Renal Artery Aneurysm: Renal artery aneurysms (RAAs) are typically asymptomatic. CT angiography offers superior reproducibility and enhanced anatomical detail of the renal vasculature with minimal operator dependency. On CT imaging, an RAA is characterized by saccular, non-calcified dilation of the renal artery, most commonly located at the bifurcation of the main renal artery. Conventional angiography remains the gold standard for guiding endovascular treatment interventions.

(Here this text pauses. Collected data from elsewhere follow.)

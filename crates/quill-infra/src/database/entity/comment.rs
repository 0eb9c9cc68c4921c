//! Comment entity for SeaORM.

use sea_orm::entity::prelude::*;
use sea_orm::{NotSet, Set};

use quill_core::domain::{Comment, NewComment};

#[derive(Clone, Debug, PartialEq, Eq, DeriveEntityModel)]
#[sea_orm(table_name = "comments")]
pub struct Model {
    #[sea_orm(primary_key)]
    pub id: i32,
    pub post_id: i32,
    pub user_id: String,
    #[sea_orm(column_type = "Text")]
    pub content: String,
    pub created_at: DateTimeWithTimeZone,
}

#[derive(Copy, Clone, Debug, EnumIter, DeriveRelation)]
pub enum Relation {
    #[sea_orm(
        belongs_to = "super::post::Entity",
        from = "Column::PostId",
        to = "super::post::Column::Id",
        on_delete = "Cascade"
    )]
    Post,
    #[sea_orm(
        belongs_to = "super::user::Entity",
        from = "Column::UserId",
        to = "super::user::Column::Id",
        on_delete = "Cascade"
    )]
    User,
}

impl Related<super::post::Entity> for Entity {
    fn to() -> RelationDef {
        Relation::Post.def()
    }
}

impl Related<super::user::Entity> for Entity {
    fn to() -> RelationDef {
        Relation::User.def()
    }
}

impl ActiveModelBehavior for ActiveModel {}

impl From<Model> for Comment {
    fn from(model: Model) -> Self {
        Self {
            id: model.id,
            post_id: model.post_id,
            user_id: model.user_id,
            content: model.content,
            created_at: model.created_at.into(),
        }
    }
}

impl From<NewComment> for ActiveModel {
    fn from(comment: NewComment) -> Self {
        Self {
            id: NotSet,
            post_id: Set(comment.post_id),
            user_id: Set(comment.user_id),
            content: Set(comment.content),
            created_at: Set(comment.created_at.into()),
        }
    }
}
//! Migration CLI tool.

use sea_orm_migration::prelude::*;

#[tokio::main]
async fn main() {
    dotenvy::dotenv().ok();

    tracing_subscriber::fmt().with_env_filter("info").init();

    cli::run_cli(migration::Migrator).await;
}
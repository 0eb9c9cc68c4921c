use sea_orm_migration::prelude::*;

#[derive(DeriveMigrationName)]
pub struct Migration;

#[async_trait::async_trait]
impl MigrationTrait for Migration {
    async fn up(&self, manager: &SchemaManager) -> Result<(), DbErr> {
        manager
            .create_table(
                Table::create()
                    .table(Users::Table)
                    .if_not_exists()
                    .col(ColumnDef::new(Users::Id).string().not_null().primary_key())
                    .col(ColumnDef::new(Users::Name).string().not_null())
                    .col(ColumnDef::new(Users::Email).string().not_null().unique_key())
                    .col(ColumnDef::new(Users::PasswordHash).string().not_null())
                    .to_owned(),
            )
            .await?;

        // Authors cannot be deleted out from under their posts.
        manager
            .create_table(
                Table::create()
                    .table(Posts::Table)
                    .if_not_exists()
                    .col(
                        ColumnDef::new(Posts::Id)
                            .integer()
                            .not_null()
                            .auto_increment()
                            .primary_key(),
                    )
                    .col(ColumnDef::new(Posts::Title).string_len(255).not_null())
                    .col(ColumnDef::new(Posts::Content).text().not_null())
                    .col(ColumnDef::new(Posts::AuthorId).string().not_null())
                    .col(
                        ColumnDef::new(Posts::CreatedAt)
                            .timestamp_with_time_zone()
                            .not_null(),
                    )
                    .col(ColumnDef::new(Posts::UpdatedAt).timestamp_with_time_zone().null())
                    .foreign_key(
                        ForeignKey::create()
                            .name("fk_posts_author_id")
                            .from(Posts::Table, Posts::AuthorId)
                            .to(Users::Table, Users::Id)
                            .on_delete(ForeignKeyAction::Restrict)
                            .on_update(ForeignKeyAction::Cascade),
                    )
                    .to_owned(),
            )
            .await?;

        manager
            .create_index(
                Index::create()
                    .name("idx_posts_title")
                    .table(Posts::Table)
                    .col(Posts::Title)
                    .if_not_exists()
                    .to_owned(),
            )
            .await?;

        manager
            .create_table(
                Table::create()
                    .table(Likes::Table)
                    .if_not_exists()
                    .col(
                        ColumnDef::new(Likes::Id)
                            .integer()
                            .not_null()
                            .auto_increment()
                            .primary_key(),
                    )
                    .col(ColumnDef::new(Likes::PostId).integer().not_null())
                    .col(ColumnDef::new(Likes::UserId).string().not_null())
                    .foreign_key(
                        ForeignKey::create()
                            .name("fk_likes_post_id")
                            .from(Likes::Table, Likes::PostId)
                            .to(Posts::Table, Posts::Id)
                            .on_delete(ForeignKeyAction::Cascade),
                    )
                    .foreign_key(
                        ForeignKey::create()
                            .name("fk_likes_user_id")
                            .from(Likes::Table, Likes::UserId)
                            .to(Users::Table, Users::Id)
                            .on_delete(ForeignKeyAction::Cascade),
                    )
                    .to_owned(),
            )
            .await?;

        manager
            .create_index(
                Index::create()
                    .name("idx_likes_post_user")
                    .table(Likes::Table)
                    .col(Likes::PostId)
                    .col(Likes::UserId)
                    .unique()
                    .if_not_exists()
                    .to_owned(),
            )
            .await?;

        manager
            .create_table(
                Table::create()
                    .table(Comments::Table)
                    .if_not_exists()
                    .col(
                        ColumnDef::new(Comments::Id)
                            .integer()
                            .not_null()
                            .auto_increment()
                            .primary_key(),
                    )
                    .col(ColumnDef::new(Comments::PostId).integer().not_null())
                    .col(ColumnDef::new(Comments::UserId).string().not_null())
                    .col(ColumnDef::new(Comments::Content).text().not_null())
                    .col(
                        ColumnDef::new(Comments::CreatedAt)
                            .timestamp_with_time_zone()
                            .not_null(),
                    )
                    .foreign_key(
                        ForeignKey::create()
                            .name("fk_comments_post_id")
                            .from(Comments::Table, Comments::PostId)
                            .to(Posts::Table, Posts::Id)
                            .on_delete(ForeignKeyAction::Cascade),
                    )
                    .foreign_key(
                        ForeignKey::create()
                            .name("fk_comments_user_id")
                            .from(Comments::Table, Comments::UserId)
                            .to(Users::Table, Users::Id)
                            .on_delete(ForeignKeyAction::Cascade),
                    )
                    .to_owned(),
            )
            .await
    }

    async fn down(&self, manager: &SchemaManager) -> Result<(), DbErr> {
        manager
            .drop_table(Table::drop().table(Comments::Table).to_owned())
            .await?;
        manager
            .drop_table(Table::drop().table(Likes::Table).to_owned())
            .await?;
        manager
            .drop_table(Table::drop().table(Posts::Table).to_owned())
            .await?;
        manager
            .drop_table(Table::drop().table(Users::Table).to_owned())
            .await
    }
}

#[derive(DeriveIden)]
enum Users {
    Table,
    Id,
    Name,
    Email,
    PasswordHash,
}

#[derive(DeriveIden)]
enum Posts {
    Table,
    Id,
    Title,
    Content,
    AuthorId,
    CreatedAt,
    UpdatedAt,
}

#[derive(DeriveIden)]
enum Likes {
    Table,
    Id,
    PostId,
    UserId,
}

#[derive(DeriveIden)]
enum Comments {
    Table,
    Id,
    PostId,
    UserId,
    Content,
    CreatedAt,
}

Renal Pseudoaneurysm: Renal pseudoaneurysms result from disruptions in the arterial wall, leading to contained hemorrhage within the adjacent renal parenchyma or capsule. On unenhanced CT, a pseudoaneurysm appears as a low-attenuation, rounded mass, typically located at an arterial anastomosis or within the renal parenchyma. Depending on the degree of thrombosis, the lesion may exhibit partial enhancement on contrast-enhanced CT (CECT). Conventional angiography is usually reserved for cases with ambiguous anatomy or when endovascular intervention is required.
Renal Trauma: When evaluating renal trauma with CT, contrast administration is essential for optimal assessment. Imaging should be performed during both the corticomedullary phase (60-70 seconds after contrast administration) and the excretory phase (3-5 minutes post-contrast) to comprehensively evaluate the extent of the injury. Several grading systems have been developed to classify renal trauma, with the American Association for the Surgery of Trauma (AAST) grading system, based on surgical findings, being the most widely utilized.
Grade I injuries are the most common and may present with no imaging findings or show mild contusions, such as focal areas of decreased enhancement, or small subcapsular hematomas. Grade II injuries involve perinephric hematomas and superficial cortical lacerations of less than 1 cm, often appearing as linear low-density areas in the renal parenchyma. In Grade III injuries, the cortical laceration extends beyond 1 cm without involvement of the collecting system. Grade IV injuries are characterized by lacerations that extend into the collecting system or involve the main renal artery or vein. Vascular involvement, such as active extravasation of enhanced blood during the initial or delayed imaging phases, and collecting system involvement, indicated by the extravasation of enhanced urine in the delayed phase, can help confirm the severity of the injury. Grade V injuries represent the most severe form, including a shattered kidney, avulsion or thrombosis of the main renal artery or vein, or avulsion of the ureteropelvic junction.